→ Data:
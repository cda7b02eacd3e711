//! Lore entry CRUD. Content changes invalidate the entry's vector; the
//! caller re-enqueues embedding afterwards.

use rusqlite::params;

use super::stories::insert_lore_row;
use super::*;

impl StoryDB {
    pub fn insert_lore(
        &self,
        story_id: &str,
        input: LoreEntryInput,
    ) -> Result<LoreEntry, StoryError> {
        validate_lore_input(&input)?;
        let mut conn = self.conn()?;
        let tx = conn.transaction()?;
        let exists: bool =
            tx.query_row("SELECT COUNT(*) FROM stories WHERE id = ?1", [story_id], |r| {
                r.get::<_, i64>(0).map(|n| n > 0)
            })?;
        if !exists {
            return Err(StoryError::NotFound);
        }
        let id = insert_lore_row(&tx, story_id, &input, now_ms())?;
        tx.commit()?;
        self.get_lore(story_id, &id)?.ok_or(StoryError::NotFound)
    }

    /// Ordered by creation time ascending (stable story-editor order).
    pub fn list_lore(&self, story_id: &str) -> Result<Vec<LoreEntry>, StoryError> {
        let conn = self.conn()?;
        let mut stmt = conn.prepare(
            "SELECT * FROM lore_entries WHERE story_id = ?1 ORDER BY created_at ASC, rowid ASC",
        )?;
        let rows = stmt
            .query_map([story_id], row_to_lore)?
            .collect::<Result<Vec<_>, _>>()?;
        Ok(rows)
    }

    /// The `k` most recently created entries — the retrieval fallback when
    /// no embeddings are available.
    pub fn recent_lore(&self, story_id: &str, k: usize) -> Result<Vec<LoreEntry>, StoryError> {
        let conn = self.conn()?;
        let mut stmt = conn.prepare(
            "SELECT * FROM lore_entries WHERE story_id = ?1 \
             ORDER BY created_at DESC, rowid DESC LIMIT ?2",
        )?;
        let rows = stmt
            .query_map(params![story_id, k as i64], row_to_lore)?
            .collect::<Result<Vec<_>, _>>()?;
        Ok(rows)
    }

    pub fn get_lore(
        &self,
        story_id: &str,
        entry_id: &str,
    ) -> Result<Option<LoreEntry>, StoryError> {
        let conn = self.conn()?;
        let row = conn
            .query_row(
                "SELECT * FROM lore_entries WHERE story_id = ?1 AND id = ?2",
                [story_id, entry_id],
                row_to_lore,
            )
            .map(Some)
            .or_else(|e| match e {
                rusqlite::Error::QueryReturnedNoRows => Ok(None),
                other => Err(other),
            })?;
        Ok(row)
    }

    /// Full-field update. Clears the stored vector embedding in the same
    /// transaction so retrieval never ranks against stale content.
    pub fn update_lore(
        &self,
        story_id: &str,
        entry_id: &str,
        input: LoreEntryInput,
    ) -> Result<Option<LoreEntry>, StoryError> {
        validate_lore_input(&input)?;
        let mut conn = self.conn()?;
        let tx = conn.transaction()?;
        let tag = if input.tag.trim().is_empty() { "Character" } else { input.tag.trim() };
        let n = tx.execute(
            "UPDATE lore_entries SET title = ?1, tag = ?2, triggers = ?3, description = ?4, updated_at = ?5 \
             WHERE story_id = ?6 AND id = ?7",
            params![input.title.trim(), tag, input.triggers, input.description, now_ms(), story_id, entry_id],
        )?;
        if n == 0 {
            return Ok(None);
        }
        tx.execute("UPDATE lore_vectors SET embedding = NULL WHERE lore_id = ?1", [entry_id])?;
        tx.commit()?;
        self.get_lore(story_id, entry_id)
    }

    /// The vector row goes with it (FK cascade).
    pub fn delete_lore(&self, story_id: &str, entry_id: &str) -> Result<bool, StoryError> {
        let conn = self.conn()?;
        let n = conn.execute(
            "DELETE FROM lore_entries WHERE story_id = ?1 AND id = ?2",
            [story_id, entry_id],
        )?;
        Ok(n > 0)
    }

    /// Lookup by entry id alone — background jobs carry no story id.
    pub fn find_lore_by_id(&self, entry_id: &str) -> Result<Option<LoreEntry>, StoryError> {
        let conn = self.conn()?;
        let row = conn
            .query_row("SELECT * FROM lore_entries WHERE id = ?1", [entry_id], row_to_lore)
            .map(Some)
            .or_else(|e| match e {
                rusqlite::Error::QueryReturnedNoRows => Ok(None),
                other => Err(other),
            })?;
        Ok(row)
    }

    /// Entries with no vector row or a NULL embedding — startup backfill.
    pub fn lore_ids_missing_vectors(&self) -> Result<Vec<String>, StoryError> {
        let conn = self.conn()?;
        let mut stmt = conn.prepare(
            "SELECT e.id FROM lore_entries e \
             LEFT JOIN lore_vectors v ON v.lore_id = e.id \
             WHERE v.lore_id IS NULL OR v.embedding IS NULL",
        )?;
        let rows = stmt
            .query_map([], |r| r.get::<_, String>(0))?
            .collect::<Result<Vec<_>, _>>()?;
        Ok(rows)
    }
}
...
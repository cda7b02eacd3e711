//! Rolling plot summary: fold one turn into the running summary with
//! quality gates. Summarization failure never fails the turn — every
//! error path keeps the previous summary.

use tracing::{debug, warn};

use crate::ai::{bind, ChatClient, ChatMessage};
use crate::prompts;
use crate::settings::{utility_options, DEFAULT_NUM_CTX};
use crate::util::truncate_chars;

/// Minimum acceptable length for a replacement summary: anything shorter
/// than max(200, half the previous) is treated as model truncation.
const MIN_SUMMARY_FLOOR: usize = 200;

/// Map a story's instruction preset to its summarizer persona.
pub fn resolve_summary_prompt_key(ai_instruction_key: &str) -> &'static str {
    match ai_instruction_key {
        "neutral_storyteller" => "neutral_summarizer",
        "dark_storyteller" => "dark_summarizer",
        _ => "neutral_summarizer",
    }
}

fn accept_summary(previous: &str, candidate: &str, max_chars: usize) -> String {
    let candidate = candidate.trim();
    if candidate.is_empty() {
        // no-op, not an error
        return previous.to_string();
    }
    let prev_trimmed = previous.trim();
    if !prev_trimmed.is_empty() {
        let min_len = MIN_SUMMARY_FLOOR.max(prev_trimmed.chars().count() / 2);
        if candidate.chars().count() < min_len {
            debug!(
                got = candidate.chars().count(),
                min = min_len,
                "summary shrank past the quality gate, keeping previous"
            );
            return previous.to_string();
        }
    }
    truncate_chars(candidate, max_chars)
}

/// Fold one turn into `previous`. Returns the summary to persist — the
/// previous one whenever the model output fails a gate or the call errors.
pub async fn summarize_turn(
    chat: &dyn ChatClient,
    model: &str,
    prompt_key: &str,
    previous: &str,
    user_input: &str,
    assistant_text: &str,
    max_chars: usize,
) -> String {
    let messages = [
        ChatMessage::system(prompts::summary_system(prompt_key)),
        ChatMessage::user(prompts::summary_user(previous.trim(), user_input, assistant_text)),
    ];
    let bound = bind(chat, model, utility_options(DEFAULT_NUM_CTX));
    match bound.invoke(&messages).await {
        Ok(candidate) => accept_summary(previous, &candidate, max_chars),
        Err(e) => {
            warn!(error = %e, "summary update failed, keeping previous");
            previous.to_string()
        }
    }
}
...
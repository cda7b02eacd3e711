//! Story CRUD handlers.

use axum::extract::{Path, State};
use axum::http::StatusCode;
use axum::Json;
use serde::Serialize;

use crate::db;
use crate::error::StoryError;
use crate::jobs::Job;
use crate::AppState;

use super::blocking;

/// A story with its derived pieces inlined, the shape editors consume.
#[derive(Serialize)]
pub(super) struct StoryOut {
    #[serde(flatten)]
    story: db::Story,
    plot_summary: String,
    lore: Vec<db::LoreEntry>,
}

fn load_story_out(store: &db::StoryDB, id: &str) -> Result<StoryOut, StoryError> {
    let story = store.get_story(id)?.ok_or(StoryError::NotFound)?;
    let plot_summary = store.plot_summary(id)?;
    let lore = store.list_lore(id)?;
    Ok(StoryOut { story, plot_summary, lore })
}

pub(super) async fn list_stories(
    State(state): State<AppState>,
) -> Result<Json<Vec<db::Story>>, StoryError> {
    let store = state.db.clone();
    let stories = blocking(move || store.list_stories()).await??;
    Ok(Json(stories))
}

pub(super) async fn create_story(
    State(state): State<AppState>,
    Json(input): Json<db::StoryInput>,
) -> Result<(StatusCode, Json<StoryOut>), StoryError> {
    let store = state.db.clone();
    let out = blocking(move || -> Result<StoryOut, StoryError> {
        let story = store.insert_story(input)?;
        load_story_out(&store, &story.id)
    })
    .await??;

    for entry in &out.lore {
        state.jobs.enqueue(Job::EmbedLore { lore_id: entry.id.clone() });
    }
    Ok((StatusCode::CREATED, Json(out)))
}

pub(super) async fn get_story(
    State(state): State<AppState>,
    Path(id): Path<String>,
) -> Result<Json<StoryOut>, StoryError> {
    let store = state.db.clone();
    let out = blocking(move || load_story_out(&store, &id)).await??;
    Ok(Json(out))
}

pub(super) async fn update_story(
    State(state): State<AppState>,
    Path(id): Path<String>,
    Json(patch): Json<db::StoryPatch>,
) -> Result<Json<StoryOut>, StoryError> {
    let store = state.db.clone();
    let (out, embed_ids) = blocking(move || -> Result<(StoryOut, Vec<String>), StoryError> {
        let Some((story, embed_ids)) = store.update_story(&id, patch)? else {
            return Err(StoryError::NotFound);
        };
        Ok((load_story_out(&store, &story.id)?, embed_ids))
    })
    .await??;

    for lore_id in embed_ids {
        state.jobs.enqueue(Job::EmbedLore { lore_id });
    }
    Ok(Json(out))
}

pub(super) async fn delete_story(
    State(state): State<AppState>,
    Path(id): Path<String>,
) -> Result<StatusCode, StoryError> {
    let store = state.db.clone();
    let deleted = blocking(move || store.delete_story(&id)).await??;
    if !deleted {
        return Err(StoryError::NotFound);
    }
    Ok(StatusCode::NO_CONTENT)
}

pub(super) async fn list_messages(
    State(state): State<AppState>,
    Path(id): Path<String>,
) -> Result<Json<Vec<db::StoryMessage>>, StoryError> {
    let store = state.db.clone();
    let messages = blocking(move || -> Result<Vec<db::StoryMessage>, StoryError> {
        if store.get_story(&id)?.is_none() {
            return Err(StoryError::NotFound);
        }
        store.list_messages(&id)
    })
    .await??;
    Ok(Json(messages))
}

→ Instructions for the task: Review the material and copy each line in which the word "match" appears.

→ Exercise response:
            .or_else(|e| match e {
            .or_else(|e| match e {
    match ai_instruction_key {
    match bound.invoke(&messages).await {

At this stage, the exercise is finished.